## RECORDS SHOWN

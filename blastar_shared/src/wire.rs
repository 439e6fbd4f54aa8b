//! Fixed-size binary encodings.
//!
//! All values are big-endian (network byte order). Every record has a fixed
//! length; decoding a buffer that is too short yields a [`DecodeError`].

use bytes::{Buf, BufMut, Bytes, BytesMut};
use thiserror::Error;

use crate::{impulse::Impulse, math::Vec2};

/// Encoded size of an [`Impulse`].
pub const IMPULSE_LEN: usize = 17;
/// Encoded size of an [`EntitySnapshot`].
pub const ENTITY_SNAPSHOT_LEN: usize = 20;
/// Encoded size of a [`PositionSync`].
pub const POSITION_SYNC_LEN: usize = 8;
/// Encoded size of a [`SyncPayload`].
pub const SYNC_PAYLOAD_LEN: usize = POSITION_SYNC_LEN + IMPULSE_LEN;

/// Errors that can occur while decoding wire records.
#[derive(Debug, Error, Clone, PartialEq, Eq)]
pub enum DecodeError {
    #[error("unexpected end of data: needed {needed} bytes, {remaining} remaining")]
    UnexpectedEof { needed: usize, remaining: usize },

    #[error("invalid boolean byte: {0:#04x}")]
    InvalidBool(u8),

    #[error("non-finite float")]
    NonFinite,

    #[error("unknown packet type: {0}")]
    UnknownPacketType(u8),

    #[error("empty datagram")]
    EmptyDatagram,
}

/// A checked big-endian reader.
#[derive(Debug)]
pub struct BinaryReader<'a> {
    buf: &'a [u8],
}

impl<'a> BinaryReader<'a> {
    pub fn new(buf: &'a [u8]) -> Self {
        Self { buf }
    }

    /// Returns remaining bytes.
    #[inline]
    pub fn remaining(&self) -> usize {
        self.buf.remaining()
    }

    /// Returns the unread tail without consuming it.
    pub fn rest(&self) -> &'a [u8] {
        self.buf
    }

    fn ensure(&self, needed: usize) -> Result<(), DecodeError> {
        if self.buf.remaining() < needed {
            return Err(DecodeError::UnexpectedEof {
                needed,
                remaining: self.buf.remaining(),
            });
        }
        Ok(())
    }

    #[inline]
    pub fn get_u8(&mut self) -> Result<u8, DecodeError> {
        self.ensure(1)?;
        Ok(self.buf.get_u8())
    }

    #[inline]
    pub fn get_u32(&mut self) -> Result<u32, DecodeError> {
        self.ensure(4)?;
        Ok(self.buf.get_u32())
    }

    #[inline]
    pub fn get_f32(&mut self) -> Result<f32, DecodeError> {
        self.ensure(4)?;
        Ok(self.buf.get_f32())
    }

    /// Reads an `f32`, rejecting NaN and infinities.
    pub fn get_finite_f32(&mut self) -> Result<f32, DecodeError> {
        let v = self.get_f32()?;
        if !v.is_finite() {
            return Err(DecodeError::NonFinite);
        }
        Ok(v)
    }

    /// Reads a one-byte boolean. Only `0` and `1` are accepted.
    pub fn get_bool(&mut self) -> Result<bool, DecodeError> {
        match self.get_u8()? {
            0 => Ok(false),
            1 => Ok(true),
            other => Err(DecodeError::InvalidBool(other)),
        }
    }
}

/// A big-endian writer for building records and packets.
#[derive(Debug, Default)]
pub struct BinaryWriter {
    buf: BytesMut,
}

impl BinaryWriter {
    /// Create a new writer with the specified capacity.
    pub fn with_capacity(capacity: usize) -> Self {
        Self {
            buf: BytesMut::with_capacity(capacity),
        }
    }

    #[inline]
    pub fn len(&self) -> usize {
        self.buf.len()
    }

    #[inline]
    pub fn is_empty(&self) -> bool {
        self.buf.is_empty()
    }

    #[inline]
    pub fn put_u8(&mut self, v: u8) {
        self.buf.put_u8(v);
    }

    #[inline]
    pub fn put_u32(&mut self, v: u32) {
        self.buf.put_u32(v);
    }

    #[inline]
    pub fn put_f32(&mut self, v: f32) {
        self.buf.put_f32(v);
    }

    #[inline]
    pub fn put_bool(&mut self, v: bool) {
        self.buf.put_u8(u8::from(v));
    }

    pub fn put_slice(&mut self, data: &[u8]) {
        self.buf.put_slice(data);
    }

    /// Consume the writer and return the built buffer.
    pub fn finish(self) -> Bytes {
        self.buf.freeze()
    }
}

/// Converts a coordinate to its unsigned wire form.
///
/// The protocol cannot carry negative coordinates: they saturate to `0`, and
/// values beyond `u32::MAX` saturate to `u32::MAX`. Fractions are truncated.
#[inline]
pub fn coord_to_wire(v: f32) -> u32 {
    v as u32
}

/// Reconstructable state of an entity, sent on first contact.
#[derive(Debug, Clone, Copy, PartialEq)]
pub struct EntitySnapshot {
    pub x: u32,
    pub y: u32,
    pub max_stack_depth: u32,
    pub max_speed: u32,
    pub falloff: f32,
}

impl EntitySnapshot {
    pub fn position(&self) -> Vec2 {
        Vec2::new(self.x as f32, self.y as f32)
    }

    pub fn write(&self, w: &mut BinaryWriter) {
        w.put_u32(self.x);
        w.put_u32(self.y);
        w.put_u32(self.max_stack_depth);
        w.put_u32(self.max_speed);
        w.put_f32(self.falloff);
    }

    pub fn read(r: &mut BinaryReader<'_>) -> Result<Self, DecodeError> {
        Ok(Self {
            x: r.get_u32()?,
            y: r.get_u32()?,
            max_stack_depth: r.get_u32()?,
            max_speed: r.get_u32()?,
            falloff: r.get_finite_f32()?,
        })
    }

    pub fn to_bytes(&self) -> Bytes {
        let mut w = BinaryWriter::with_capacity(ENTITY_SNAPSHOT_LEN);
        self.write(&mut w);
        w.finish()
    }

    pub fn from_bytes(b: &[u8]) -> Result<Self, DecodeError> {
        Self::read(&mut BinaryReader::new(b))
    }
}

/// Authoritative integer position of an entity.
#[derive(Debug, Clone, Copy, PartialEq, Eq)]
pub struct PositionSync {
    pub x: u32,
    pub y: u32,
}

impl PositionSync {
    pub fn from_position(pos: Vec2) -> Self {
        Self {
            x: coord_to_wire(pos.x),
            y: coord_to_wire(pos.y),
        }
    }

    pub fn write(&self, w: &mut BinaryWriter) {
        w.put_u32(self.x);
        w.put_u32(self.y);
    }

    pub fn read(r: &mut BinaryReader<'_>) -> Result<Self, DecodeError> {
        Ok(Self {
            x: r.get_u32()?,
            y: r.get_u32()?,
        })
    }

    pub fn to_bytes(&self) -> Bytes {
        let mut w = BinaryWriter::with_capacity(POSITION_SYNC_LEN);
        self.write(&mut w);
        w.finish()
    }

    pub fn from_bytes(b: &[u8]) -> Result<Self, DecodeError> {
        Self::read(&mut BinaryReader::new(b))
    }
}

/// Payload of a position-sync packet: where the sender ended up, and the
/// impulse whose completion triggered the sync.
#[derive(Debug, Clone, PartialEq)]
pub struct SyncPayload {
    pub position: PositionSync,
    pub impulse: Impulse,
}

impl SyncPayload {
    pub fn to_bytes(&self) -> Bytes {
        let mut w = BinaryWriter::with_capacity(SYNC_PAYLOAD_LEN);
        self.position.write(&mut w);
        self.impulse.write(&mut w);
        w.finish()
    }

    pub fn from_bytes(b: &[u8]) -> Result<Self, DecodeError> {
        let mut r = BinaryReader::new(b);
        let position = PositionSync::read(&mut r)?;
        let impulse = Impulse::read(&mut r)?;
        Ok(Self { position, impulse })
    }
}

* * *

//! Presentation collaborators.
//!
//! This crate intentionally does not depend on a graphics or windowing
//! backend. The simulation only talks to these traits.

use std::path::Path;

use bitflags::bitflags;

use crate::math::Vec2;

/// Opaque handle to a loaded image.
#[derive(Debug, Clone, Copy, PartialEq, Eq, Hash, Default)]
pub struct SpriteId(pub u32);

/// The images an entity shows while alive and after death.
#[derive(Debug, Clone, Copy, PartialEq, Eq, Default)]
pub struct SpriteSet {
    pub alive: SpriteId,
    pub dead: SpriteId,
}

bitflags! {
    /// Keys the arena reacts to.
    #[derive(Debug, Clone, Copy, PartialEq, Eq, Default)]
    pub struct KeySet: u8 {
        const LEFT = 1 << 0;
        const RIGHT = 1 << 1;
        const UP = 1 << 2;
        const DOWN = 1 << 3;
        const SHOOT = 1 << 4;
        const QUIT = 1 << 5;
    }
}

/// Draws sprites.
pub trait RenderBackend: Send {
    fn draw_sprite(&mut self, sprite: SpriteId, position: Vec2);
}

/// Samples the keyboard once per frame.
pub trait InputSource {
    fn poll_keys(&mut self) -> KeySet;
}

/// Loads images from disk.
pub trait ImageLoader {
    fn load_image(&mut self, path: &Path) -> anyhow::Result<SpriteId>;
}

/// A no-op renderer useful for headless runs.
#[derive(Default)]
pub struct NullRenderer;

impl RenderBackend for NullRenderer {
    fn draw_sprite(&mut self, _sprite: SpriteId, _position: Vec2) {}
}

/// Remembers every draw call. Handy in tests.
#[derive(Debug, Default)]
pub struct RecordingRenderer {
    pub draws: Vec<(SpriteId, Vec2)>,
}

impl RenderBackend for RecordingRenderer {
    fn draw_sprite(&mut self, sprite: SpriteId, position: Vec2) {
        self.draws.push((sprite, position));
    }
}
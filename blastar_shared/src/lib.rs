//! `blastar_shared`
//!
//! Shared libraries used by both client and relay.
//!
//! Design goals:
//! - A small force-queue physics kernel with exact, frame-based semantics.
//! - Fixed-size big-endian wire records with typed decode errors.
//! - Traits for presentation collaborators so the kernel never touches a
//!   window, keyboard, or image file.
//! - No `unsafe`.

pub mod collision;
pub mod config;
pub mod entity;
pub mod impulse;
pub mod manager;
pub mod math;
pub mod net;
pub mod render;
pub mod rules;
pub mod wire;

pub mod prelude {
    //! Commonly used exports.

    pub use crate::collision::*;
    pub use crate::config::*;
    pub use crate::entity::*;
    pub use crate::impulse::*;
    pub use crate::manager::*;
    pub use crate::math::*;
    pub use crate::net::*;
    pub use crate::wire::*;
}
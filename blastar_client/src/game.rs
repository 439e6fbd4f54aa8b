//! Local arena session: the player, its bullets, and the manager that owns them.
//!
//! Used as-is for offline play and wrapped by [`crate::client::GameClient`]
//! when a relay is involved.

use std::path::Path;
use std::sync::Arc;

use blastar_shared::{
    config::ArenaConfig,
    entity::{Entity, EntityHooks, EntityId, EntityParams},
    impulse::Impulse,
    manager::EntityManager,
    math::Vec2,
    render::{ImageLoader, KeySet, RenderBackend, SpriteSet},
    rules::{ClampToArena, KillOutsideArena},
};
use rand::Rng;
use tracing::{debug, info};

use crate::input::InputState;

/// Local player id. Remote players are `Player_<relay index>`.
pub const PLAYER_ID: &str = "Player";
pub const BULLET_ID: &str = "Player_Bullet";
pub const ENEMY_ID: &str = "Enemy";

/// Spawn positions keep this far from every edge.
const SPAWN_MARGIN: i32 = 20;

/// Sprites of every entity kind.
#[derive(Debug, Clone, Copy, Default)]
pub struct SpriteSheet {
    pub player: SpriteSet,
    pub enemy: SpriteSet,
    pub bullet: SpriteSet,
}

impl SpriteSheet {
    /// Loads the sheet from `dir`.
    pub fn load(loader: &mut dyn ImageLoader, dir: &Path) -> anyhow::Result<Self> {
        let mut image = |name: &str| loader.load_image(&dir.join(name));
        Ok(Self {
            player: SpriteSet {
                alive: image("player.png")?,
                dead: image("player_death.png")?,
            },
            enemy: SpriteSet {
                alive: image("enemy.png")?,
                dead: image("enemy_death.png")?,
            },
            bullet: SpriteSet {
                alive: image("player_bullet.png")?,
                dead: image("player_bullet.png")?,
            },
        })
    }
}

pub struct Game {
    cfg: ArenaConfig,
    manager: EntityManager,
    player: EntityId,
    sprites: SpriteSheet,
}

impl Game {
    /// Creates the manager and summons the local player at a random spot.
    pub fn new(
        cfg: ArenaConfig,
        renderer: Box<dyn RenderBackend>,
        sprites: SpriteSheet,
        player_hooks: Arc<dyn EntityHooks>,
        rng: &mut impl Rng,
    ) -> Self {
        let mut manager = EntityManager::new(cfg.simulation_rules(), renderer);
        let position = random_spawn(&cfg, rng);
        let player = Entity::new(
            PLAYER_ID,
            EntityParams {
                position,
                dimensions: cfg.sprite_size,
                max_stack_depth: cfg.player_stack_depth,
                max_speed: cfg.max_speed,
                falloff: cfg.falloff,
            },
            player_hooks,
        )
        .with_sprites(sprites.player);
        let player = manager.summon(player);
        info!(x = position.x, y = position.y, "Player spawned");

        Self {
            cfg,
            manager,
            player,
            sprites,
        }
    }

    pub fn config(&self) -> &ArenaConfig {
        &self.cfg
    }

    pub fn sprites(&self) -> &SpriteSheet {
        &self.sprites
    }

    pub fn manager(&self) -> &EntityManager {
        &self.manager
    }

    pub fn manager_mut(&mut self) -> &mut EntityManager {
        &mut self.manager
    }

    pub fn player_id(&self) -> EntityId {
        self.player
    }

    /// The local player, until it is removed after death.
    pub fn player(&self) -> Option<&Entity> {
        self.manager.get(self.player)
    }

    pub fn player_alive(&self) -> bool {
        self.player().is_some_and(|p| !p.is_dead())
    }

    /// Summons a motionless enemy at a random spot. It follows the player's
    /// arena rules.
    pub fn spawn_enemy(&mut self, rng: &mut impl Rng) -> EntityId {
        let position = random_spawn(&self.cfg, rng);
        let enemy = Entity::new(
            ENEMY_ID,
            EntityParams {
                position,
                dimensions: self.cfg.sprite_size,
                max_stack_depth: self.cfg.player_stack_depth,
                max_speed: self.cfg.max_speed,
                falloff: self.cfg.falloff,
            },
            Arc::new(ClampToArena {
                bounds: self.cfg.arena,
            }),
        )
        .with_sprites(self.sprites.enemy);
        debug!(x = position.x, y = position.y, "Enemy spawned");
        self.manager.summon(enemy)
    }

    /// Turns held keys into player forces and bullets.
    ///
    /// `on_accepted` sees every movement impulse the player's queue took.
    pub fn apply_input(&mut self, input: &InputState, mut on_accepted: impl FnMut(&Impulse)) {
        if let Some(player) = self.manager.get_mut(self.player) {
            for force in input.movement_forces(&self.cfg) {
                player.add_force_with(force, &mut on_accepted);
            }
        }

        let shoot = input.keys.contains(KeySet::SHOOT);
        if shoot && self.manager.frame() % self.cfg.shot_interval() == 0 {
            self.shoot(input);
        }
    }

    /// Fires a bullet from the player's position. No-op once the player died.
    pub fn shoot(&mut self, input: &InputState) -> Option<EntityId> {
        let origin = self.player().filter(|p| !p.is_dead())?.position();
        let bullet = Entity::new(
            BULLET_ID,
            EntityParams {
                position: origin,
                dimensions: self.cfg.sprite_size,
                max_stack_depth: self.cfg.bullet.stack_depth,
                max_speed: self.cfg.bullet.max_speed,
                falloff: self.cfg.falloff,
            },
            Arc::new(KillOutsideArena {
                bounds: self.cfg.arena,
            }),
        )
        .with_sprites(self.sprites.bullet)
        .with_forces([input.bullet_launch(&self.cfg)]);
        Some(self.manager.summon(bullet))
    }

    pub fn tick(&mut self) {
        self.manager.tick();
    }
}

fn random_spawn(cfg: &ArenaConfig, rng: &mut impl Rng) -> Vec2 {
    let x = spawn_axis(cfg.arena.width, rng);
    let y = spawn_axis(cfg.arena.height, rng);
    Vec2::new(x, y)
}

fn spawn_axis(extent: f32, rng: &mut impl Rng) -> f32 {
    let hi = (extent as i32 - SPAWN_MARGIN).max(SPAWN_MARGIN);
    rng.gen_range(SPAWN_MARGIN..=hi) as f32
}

## EXERCISE GOAL
What lines of the material above include "ClampToArena"? Copy each one.

## RESPONSE AREA
    rules::{ClampToArena, KillOutsideArena},
            Arc::new(ClampToArena {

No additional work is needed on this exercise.